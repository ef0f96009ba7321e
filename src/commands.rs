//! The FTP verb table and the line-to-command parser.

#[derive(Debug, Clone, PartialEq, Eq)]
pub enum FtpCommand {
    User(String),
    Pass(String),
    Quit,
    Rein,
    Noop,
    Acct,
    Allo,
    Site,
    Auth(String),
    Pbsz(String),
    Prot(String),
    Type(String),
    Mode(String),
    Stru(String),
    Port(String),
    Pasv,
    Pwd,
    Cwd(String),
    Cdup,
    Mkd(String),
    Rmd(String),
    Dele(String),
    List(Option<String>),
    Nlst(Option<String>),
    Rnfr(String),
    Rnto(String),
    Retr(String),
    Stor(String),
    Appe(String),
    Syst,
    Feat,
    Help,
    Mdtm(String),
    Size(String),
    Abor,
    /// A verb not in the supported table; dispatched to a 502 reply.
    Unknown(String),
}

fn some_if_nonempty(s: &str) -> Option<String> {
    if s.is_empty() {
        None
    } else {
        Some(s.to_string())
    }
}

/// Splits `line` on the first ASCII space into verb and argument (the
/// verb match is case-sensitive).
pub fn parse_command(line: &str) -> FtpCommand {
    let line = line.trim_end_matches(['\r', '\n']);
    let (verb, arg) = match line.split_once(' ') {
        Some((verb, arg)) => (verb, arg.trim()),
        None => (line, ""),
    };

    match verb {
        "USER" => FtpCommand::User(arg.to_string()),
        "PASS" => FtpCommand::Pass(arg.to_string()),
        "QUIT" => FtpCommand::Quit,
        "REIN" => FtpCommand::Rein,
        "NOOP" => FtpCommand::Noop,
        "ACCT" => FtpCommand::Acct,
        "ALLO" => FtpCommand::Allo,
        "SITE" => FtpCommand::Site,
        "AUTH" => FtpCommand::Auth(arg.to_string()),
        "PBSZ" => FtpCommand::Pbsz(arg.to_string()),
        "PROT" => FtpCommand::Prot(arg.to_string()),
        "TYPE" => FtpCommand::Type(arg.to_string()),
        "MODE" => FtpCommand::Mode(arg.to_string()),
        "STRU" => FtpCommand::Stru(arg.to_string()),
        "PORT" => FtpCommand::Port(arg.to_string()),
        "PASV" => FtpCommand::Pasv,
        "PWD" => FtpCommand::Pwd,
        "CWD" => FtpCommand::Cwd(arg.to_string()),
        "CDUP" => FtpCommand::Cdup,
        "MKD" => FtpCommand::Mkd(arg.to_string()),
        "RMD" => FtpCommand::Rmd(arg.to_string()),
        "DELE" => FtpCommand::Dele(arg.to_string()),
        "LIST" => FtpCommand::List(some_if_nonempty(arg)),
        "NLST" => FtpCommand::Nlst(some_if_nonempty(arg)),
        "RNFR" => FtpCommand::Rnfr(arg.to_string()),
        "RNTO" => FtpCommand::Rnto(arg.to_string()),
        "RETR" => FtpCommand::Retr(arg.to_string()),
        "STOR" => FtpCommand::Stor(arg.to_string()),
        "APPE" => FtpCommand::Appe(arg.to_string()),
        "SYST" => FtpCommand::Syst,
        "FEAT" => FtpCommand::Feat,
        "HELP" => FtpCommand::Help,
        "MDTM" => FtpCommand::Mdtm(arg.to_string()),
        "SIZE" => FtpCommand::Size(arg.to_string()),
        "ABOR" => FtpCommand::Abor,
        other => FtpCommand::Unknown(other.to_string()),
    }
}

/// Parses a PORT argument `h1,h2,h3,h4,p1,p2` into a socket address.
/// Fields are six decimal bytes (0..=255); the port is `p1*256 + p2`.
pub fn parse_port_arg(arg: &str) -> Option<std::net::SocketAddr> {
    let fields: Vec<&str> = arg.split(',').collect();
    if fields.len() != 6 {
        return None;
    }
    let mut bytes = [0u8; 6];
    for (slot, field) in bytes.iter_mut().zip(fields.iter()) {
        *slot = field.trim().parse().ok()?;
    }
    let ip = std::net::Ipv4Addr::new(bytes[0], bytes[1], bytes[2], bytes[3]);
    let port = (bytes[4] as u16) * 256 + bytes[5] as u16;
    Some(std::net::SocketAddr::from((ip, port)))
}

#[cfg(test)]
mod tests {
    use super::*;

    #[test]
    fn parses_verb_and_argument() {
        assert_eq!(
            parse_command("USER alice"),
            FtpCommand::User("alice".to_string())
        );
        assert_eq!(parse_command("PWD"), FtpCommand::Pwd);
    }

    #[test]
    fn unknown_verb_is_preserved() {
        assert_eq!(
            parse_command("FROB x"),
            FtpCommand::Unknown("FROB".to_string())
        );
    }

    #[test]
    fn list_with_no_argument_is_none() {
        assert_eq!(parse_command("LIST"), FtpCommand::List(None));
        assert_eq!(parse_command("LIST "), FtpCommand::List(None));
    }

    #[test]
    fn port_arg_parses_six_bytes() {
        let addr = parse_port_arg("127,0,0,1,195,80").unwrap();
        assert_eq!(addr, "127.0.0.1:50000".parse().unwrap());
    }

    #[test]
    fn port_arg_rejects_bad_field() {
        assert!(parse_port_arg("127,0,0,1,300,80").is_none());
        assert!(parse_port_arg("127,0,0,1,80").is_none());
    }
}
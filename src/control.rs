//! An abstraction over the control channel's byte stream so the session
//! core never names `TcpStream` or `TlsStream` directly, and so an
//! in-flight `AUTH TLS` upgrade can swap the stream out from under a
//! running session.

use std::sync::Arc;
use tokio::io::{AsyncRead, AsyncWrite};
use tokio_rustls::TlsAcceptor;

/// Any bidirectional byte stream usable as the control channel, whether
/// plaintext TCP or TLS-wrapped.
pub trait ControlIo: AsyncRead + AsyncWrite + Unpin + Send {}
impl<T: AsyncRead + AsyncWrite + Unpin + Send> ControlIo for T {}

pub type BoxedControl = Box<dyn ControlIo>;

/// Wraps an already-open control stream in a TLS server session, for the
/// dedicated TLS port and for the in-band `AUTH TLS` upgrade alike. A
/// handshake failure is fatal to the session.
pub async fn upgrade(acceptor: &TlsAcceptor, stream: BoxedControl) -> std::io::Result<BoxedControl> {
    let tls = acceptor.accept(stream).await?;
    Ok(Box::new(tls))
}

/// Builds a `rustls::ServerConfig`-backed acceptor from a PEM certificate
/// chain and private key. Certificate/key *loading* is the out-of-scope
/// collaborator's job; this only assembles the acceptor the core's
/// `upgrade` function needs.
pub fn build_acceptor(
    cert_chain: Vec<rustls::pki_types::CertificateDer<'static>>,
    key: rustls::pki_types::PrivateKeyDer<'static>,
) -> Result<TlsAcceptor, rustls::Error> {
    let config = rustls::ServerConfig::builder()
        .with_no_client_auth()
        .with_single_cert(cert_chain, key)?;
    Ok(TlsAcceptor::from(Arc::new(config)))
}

**Problem description**. The lines to return are those in the records above that hold the word "Retr".

**Answer to the problem**.
    Retr(String),
        "RETR" => FtpCommand::Retr(arg.to_string()),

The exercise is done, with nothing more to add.